Material for this exercise.

--------------------

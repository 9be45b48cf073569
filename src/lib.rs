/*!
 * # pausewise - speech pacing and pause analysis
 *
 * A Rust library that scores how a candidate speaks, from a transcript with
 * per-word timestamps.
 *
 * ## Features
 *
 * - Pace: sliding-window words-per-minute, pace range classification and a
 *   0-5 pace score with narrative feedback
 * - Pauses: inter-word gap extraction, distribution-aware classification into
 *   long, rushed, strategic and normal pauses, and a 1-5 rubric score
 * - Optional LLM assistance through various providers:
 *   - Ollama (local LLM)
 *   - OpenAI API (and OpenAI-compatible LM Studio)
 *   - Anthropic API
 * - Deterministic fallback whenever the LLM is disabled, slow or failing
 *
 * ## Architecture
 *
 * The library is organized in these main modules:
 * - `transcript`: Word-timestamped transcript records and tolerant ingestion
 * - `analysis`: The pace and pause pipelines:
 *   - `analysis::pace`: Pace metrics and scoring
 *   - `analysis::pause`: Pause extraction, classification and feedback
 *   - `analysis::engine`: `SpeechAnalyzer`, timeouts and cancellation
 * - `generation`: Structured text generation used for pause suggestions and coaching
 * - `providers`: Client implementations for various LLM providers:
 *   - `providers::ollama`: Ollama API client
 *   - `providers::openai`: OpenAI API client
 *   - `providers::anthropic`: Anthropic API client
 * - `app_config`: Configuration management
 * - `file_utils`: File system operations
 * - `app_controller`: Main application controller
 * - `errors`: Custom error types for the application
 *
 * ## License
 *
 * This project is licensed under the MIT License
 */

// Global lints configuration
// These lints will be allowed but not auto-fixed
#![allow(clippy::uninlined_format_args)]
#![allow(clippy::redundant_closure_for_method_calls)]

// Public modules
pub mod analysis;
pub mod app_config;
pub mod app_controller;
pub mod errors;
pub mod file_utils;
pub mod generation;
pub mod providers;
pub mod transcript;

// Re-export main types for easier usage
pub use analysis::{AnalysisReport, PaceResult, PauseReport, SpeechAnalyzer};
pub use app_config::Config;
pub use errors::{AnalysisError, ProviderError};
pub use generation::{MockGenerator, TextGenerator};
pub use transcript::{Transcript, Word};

--------------------

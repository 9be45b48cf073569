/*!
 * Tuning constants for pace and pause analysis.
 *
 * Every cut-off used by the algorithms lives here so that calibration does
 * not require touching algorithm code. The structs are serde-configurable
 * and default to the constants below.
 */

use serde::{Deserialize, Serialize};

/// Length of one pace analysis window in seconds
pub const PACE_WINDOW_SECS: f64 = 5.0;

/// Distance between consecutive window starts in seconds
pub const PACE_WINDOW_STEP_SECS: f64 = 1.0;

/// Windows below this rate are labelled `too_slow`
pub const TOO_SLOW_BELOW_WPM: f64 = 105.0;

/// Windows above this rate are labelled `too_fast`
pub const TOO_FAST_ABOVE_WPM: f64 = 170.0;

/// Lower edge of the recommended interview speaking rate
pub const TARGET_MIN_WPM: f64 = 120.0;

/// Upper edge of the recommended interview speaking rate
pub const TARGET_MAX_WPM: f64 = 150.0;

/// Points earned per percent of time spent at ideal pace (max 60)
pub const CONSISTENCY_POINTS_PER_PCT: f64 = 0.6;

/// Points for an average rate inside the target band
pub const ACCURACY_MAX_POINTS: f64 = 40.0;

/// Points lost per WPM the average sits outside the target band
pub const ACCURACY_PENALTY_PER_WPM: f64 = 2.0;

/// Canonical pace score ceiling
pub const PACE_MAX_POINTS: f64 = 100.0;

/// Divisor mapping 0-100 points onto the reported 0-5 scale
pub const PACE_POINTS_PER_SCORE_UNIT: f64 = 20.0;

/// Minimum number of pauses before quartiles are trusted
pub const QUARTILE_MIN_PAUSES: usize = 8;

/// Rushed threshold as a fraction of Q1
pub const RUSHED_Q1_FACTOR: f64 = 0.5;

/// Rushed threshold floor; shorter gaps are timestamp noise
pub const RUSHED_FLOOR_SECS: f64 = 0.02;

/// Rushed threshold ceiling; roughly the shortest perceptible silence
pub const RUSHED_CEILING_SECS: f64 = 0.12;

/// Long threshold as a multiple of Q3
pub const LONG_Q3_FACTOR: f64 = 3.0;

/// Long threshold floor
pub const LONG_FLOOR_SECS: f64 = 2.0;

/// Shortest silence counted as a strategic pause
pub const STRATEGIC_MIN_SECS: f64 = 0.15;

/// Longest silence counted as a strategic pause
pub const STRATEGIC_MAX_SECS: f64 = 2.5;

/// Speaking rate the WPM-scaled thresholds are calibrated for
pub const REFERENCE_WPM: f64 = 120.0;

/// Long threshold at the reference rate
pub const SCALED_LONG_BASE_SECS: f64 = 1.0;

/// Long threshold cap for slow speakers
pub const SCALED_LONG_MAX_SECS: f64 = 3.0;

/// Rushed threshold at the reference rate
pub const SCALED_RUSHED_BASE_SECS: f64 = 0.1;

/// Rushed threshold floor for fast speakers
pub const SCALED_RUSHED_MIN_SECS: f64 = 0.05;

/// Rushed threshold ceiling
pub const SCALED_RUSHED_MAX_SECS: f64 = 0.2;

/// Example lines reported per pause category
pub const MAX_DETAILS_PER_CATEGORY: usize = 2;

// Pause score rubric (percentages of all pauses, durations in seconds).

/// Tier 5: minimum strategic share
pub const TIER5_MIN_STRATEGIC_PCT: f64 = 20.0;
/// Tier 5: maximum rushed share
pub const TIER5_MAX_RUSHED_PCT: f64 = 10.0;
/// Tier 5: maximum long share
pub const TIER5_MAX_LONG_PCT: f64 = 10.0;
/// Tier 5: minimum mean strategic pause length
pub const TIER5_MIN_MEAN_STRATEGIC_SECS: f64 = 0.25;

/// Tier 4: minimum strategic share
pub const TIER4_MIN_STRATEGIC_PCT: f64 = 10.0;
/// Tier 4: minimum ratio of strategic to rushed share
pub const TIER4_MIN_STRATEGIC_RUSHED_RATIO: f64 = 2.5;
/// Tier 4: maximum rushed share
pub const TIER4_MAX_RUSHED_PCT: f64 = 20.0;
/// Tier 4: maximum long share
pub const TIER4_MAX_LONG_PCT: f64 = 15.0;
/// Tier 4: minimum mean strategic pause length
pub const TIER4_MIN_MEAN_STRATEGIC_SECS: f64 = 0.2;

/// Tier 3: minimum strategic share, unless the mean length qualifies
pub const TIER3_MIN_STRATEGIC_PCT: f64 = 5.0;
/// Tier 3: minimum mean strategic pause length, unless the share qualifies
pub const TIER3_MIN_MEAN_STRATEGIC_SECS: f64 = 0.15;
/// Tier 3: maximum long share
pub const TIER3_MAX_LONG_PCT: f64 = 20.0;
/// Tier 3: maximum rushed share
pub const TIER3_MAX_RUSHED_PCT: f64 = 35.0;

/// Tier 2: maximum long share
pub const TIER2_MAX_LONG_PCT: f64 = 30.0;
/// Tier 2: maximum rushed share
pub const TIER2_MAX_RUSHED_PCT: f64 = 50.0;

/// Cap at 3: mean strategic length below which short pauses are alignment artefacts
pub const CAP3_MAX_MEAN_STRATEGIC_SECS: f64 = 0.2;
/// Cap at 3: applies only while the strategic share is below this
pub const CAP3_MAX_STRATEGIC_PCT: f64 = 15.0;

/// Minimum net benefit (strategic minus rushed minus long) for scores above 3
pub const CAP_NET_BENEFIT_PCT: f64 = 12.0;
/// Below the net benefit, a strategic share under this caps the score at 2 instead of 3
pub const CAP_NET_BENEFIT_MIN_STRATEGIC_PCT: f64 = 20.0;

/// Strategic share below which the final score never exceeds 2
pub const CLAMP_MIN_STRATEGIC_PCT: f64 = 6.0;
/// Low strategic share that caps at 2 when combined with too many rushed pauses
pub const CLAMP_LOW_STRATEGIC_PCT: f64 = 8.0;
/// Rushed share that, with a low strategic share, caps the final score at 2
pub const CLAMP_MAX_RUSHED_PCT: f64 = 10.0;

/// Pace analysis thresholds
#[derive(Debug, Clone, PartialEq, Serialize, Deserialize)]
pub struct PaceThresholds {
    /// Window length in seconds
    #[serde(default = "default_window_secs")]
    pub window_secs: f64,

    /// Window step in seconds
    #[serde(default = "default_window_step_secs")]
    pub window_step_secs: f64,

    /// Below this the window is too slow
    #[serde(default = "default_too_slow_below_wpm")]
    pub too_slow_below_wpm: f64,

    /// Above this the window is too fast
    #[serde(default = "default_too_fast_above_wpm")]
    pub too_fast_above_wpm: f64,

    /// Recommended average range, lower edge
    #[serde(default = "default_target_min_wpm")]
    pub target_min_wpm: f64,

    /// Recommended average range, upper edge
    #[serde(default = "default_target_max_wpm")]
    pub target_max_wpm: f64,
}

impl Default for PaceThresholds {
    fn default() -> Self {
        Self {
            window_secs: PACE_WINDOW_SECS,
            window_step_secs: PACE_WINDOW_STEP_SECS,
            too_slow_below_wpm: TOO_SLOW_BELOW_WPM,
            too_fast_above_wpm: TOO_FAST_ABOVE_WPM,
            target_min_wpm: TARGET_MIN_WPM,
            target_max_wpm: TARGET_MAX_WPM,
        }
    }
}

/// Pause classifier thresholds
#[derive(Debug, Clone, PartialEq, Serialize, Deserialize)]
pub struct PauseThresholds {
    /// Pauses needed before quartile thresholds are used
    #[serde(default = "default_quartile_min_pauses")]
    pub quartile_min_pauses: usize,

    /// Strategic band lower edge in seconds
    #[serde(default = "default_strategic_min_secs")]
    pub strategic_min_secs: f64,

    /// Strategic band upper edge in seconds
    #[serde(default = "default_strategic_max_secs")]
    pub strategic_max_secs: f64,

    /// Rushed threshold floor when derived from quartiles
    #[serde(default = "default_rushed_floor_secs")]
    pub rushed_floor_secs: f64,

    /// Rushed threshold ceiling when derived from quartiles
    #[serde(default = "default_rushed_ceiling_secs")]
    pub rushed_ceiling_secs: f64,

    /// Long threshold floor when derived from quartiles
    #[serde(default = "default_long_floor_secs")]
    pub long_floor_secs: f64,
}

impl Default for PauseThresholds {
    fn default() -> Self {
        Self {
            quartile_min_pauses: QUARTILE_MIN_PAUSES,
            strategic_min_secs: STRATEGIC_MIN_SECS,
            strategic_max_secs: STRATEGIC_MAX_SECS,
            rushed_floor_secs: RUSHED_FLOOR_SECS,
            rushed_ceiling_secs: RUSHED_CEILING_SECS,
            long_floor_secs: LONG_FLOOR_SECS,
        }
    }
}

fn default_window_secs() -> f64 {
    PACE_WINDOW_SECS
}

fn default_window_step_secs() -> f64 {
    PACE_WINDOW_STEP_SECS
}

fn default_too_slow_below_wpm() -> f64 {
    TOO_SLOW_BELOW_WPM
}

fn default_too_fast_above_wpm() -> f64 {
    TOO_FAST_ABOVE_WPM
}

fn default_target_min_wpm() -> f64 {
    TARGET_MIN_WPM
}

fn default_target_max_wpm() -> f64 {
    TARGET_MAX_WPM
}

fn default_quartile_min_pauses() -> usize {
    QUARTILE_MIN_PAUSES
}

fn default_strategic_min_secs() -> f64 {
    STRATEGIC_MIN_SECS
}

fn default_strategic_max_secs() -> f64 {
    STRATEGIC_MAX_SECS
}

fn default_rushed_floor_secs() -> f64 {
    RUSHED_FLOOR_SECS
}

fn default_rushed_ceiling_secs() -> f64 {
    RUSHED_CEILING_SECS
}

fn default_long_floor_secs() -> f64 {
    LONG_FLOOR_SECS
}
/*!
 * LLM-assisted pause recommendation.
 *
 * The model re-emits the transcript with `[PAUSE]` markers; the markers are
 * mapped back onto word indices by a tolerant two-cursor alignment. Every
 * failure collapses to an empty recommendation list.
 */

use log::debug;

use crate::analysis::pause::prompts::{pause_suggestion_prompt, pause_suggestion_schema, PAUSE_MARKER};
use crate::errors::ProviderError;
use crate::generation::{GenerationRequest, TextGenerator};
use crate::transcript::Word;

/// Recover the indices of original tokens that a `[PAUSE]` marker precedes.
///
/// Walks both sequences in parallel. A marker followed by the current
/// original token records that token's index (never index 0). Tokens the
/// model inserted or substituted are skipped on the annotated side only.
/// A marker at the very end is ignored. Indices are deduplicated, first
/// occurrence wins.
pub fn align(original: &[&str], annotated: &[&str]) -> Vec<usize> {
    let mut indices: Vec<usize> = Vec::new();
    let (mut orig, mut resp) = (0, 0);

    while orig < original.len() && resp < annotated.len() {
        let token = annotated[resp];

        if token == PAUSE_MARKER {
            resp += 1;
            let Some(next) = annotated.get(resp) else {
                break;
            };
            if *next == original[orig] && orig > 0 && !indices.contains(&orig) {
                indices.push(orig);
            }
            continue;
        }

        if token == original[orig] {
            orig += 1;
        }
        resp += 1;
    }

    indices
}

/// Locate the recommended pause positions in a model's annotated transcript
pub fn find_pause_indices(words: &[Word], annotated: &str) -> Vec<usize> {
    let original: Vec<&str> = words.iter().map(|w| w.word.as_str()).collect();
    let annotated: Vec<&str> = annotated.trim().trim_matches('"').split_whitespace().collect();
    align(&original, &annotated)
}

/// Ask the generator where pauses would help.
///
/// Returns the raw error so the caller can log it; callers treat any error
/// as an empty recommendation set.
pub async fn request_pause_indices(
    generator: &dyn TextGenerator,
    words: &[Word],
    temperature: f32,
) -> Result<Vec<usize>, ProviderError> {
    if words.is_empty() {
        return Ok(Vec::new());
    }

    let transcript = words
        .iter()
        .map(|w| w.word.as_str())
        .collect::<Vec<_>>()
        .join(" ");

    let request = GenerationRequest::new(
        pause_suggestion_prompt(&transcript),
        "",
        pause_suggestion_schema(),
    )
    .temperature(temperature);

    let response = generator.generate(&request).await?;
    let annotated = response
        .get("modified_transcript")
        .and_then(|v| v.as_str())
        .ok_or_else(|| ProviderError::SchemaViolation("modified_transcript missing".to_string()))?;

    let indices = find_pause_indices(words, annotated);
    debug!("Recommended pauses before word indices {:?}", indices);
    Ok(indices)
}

--------------------

Assigned task.
Retrieve all lines from the data that contain the string "counted".

Written solution.
/// Shortest silence counted as a strategic pause
/// Longest silence counted as a strategic pause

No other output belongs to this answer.